Under that law, a union would have win a vote of all FedEx employees in certain job classification, such as delivery driver or package sorter, rather than trying to win a series of votes at specific facilities, which is the more typical organizing method.
FedEx Express, its core overnight operation, has about 139,000 employees, the overwhelming majority in the United States.
Verizon Wireless
Unions have very good representation within the traditional land-line phone companies. But they have been much slower making inroads among providers of wireless communications.
One success story for the unions is Cingular Wireless, the joint venture between SBC Communications (Research) and BellSouth (Research) and the nation's largest wireless provider.
Cingular marks the unions' only significant private sector organizing success story of the past decade. Out of 63,300 U.S. employees, Cingular has almost 22,000 workers represented by the Communications Workers of America.
Unions have not had as much luck at Verizon Wireless, a joint venture between Verizon Communications (Research) and Vodafone, which has nearly 50,000 employees.
"CWA has made progress organizing some wireless workers. (Verizon Wireless) is probably the target with the best shot right now," said Ross Eisenbrey, a vice president of the Economic Policy Institute, a liberal research institute specializing in labor market policies.
Toyota, Honda or Nissan
Today, Japanese automakers have 25 plants in North America, employing about 56,000 employees, and more are planned.
Korean and European automakers also are opening U.S. plants, and production from all plants operated by non-U.S. companies account for almost as much output as General Motors (Research) and more than either Ford Motor Co (Research). or Chrysler Group (Research).
But most of those plants are non-union.
With the Big Three looking to shrink capacity and trim staff, it is essential for the United Auto Workers to make a breakthrough with these so-called "transplants" assembly plants.
So far it has come up empty, losing a vote at a Nissan plant in Smyrna, Tenn. in October 2001.
"There are organizers at a number of foreign-owned auto plants in the South.
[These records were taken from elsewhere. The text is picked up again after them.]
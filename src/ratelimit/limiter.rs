//! Window Counter Engine
//!
//! Per-(rule, identifier) fixed-window request counting on top of the
//! tiered store. Counter state lives under the `rl:` key prefix so it
//! shares tier orchestration, TTL, and reaping with ordinary cache
//! entries while the durable tier can still tell the two apart.
//!
//! Enforcement is best-effort: a storage failure during a check must
//! never deny legitimate traffic, so errors on the read path degrade to
//! a fresh window (fail-open).

use std::collections::HashMap;
use std::sync::atomic::{AtomicU64, Ordering};
use std::sync::Arc;

use dashmap::DashMap;
use tracing::{debug, warn};

use super::rule::{Rule, RuleRegistry};
use super::window::{now_epoch_ms, WindowEntry, WindowState};
use crate::error::Result;
use crate::store::TieredStore;

/// Key prefix for counter state inside the store.
pub(crate) const COUNTER_PREFIX: &str = "rl:";

/// Outcome of one limit check.
#[derive(Debug, Clone, PartialEq)]
pub struct CheckResult {
    /// Whether the request may proceed.
    pub allowed: bool,
    /// Requests left in the current window after this check.
    pub remaining: u64,
    /// When the caller may retry, epoch milliseconds: the window end, or
    /// the block expiry while blocked.
    pub reset_at_ms: u64,
    /// Whether the identifier is in a cooldown block.
    pub blocked: bool,
    /// When the block lifts, if blocked.
    pub block_expiry_ms: Option<u64>,
}

impl CheckResult {
    fn denied_by_list(now_ms: u64, blocked: bool) -> Self {
        Self {
            allowed: false,
            remaining: 0,
            reset_at_ms: now_ms,
            blocked,
            block_expiry_ms: None,
        }
    }
}

/// Options for a single check.
#[derive(Debug, Clone, Default)]
pub struct CheckOptions {
    /// When false, the check reports status without counting the request.
    pub increment: bool,
    /// Extra context persisted alongside the counter entry.
    pub metadata: Option<HashMap<String, serde_json::Value>>,
}

impl CheckOptions {
    pub fn counting() -> Self {
        Self {
            increment: true,
            metadata: None,
        }
    }

    pub fn peek() -> Self {
        Self::default()
    }
}

/// Per-rule decision counters.
#[derive(Default)]
struct RuleCounters {
    checks: AtomicU64,
    allowed: AtomicU64,
    denied: AtomicU64,
}

/// Snapshot of one rule's decision counters.
#[derive(Debug, Clone, Copy, Default, serde::Serialize)]
pub struct RuleStats {
    pub checks: u64,
    pub allowed: u64,
    pub denied: u64,
}

/// The limiter: rule registry plus windowed counters in the store.
pub struct RateLimiter {
    store: Arc<TieredStore>,
    rules: RuleRegistry,
    counters: DashMap<String, RuleCounters>,
}

impl RateLimiter {
    /// Build a limiter over the given store, seeding a `default` rule
    /// from the store's configuration.
    pub fn new(store: Arc<TieredStore>) -> Self {
        let rules = RuleRegistry::new();
        let seeded = Rule::new(
            "default",
            store.config().default_window_ms,
            store.config().default_max_requests,
        );
        // The seeded values come from validated config; a failure here
        // means the config defaults themselves are broken.
        if let Err(e) = rules.define(seeded) {
            warn!(error = %e, "default rule rejected, registry starts empty");
        }

        Self {
            store,
            rules,
            counters: DashMap::new(),
        }
    }

    /// Register or replace a rule.
    pub fn define_rule(&self, rule: Rule) -> Result<()> {
        debug!(rule = %rule.name, window_ms = rule.window_ms, max_requests = rule.max_requests, "defining rule");
        self.rules.define(rule)
    }

    /// The underlying registry, for inspection.
    pub fn rules(&self) -> &RuleRegistry {
        &self.rules
    }

    fn counter_key(rule: &str, identifier: &str) -> String {
        format!("{COUNTER_PREFIX}{rule}:{identifier}")
    }

    /// TTL for persisted counter state: the window plus the worst-case
    /// block, rounded up, so stale entries age out on their own.
    fn counter_ttl_secs(rule: &Rule) -> i64 {
        let span_ms = rule.window_ms + rule.block_duration();
        (span_ms / 1_000 + 2) as i64
    }

    fn record_decision(&self, rule: &str, allowed: bool) {
        let counters = self.counters.entry(rule.to_string()).or_default();
        counters.checks.fetch_add(1, Ordering::Relaxed);
        if allowed {
            counters.allowed.fetch_add(1, Ordering::Relaxed);
        } else {
            counters.denied.fetch_add(1, Ordering::Relaxed);
        }
    }

    async fn load_window(&self, key: &str) -> Option<WindowEntry> {
        match self.store.get_json::<WindowEntry>(key).await {
            Ok(found) => found,
            Err(e) => {
                // Fail open: undecodable state counts as no state.
                warn!(key, error = %e, "counter state unreadable, starting fresh window");
                None
            }
        }
    }

    async fn persist_window(
        &self,
        key: &str,
        entry: &WindowEntry,
        rule: &Rule,
        metadata: Option<HashMap<String, serde_json::Value>>,
    ) {
        let bytes = match serde_json::to_vec(entry) {
            Ok(bytes) => bytes,
            Err(e) => {
                warn!(key, error = %e, "counter state not persisted");
                return;
            }
        };
        self.store
            .set(key, bytes, Some(Self::counter_ttl_secs(rule)), metadata)
            .await;
    }

    /// Count a request against `rule_name` for `identifier` and decide
    /// whether it may proceed.
    pub async fn check(&self, rule_name: &str, identifier: &str) -> Result<CheckResult> {
        self.check_with(rule_name, identifier, CheckOptions::counting())
            .await
    }

    /// Full-control variant of [`check`](Self::check).
    ///
    /// Resolution of an unregistered rule is a hard [`UnknownRule`]
    /// error; everything downstream of resolution fails open.
    pub async fn check_with(
        &self,
        rule_name: &str,
        identifier: &str,
        options: CheckOptions,
    ) -> Result<CheckResult> {
        let rule = self.rules.resolve(rule_name)?;
        let now_ms = now_epoch_ms();

        // List checks never touch storage. Deny wins over allow.
        if rule.is_denied(identifier) {
            self.record_decision(rule_name, false);
            return Ok(CheckResult::denied_by_list(now_ms, true));
        }
        if rule.is_outside_allow_list(identifier) {
            self.record_decision(rule_name, false);
            return Ok(CheckResult::denied_by_list(now_ms, false));
        }

        let key = Self::counter_key(rule_name, identifier);
        let existing = self.load_window(&key).await;

        let result = match existing {
            Some(entry) if entry.state_at(now_ms) == WindowState::Blocked => CheckResult {
                allowed: false,
                remaining: 0,
                reset_at_ms: entry.block_expiry_ms,
                blocked: true,
                block_expiry_ms: Some(entry.block_expiry_ms),
            },
            Some(mut entry) if entry.state_at(now_ms) == WindowState::Active => {
                let allowed = entry.request_count < rule.max_requests;
                if options.increment && allowed {
                    entry.record(now_ms);
                    if entry.request_count >= rule.max_requests {
                        entry.block(now_ms, rule.block_duration());
                    }
                    self.persist_window(&key, &entry, &rule, options.metadata).await;
                }
                CheckResult {
                    allowed,
                    remaining: entry.remaining(rule.max_requests),
                    reset_at_ms: entry.retry_at_ms(),
                    blocked: entry.blocked,
                    block_expiry_ms: entry.blocked.then_some(entry.block_expiry_ms),
                }
            }
            // Fresh: no entry, a lapsed window, or an expired block.
            _ => {
                if options.increment {
                    let mut entry = WindowEntry::open(now_ms, rule.window_ms);
                    if entry.request_count >= rule.max_requests {
                        entry.block(now_ms, rule.block_duration());
                    }
                    self.persist_window(&key, &entry, &rule, options.metadata).await;
                    CheckResult {
                        allowed: true,
                        remaining: entry.remaining(rule.max_requests),
                        reset_at_ms: entry.retry_at_ms(),
                        blocked: entry.blocked,
                        block_expiry_ms: entry.blocked.then_some(entry.block_expiry_ms),
                    }
                } else {
                    CheckResult {
                        allowed: true,
                        remaining: rule.max_requests,
                        reset_at_ms: now_ms + rule.window_ms,
                        blocked: false,
                        block_expiry_ms: None,
                    }
                }
            }
        };

        self.record_decision(rule_name, result.allowed);
        Ok(result)
    }

    /// Report the current state without counting a request.
    pub async fn status(&self, rule_name: &str, identifier: &str) -> Result<CheckResult> {
        self.check_with(rule_name, identifier, CheckOptions::peek())
            .await
    }

    /// Forget all counter state for one (rule, identifier) pair; the next
    /// check starts a fresh window.
    pub async fn reset(&self, rule_name: &str, identifier: &str) -> Result<()> {
        self.rules.resolve(rule_name)?;
        let key = Self::counter_key(rule_name, identifier);
        self.store.delete(&key).await;
        Ok(())
    }

    /// Decision counters for one rule.
    pub fn stats(&self, rule_name: &str) -> RuleStats {
        self.counters
            .get(rule_name)
            .map(|c| RuleStats {
                checks: c.checks.load(Ordering::Relaxed),
                allowed: c.allowed.load(Ordering::Relaxed),
                denied: c.denied.load(Ordering::Relaxed),
            })
            .unwrap_or_default()
    }

    /// Decision counters for every rule that has seen a check.
    pub fn all_stats(&self) -> HashMap<String, RuleStats> {
        self.counters
            .iter()
            .map(|entry| {
                let c = entry.value();
                (
                    entry.key().clone(),
                    RuleStats {
                        checks: c.checks.load(Ordering::Relaxed),
                        allowed: c.allowed.load(Ordering::Relaxed),
                        denied: c.denied.load(Ordering::Relaxed),
                    },
                )
            })
            .collect()
    }

    /// Drop every counter from every tier and zero the decision stats.
    /// Rules stay registered.
    pub async fn clear_all(&self) {
        self.store.clear(Some(COUNTER_PREFIX)).await;
        self.counters.clear();
    }
}

// ====== Tests ======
They're putting together committees, identify leadership, training workers," said Stewart Acuff, the AFL-CIO's director of organizing. "These will be long fights."
Comcast and IBM
Comcast (Research), the nation's largest cable operator is primarily non-union. But the Communications Workers of America is making a concerted effort at a number of Comcast locations around the nation.
The company has about 59,000 employees in its cable and Internet operations.
Comcast says that unions represent about 1,500 of those employees, down from 3,600 when the company completed its purchase of AT&T Cable in 2002.
While the union has been holding organizing elections, Comcast has been pushing for union decertification elections during the same period.
The CWA also has an effort at IBM (Research) that got its start when the computer maker announced plans to change its pension plans in 1999 from a traditional plan that paid a fix amount per month as long as a retiree lived to one paid a lump sum.
But after IBM made some changes to answer criticisms of that shift, some of the union efforts there calmed down, said Marcus Courtney, president of WashTech, the high tech organizing arm of CWA.
"The Alliance at IBM is still an active campaign, but we've not been able to build enough support to get to the point to have a vote," said Courtney. "But the pension changes there, or the cutbacks and pension changes just announced at Hewlett Packard show the need for unions. They're unilateral, with no one in position to speak for the employees being affected."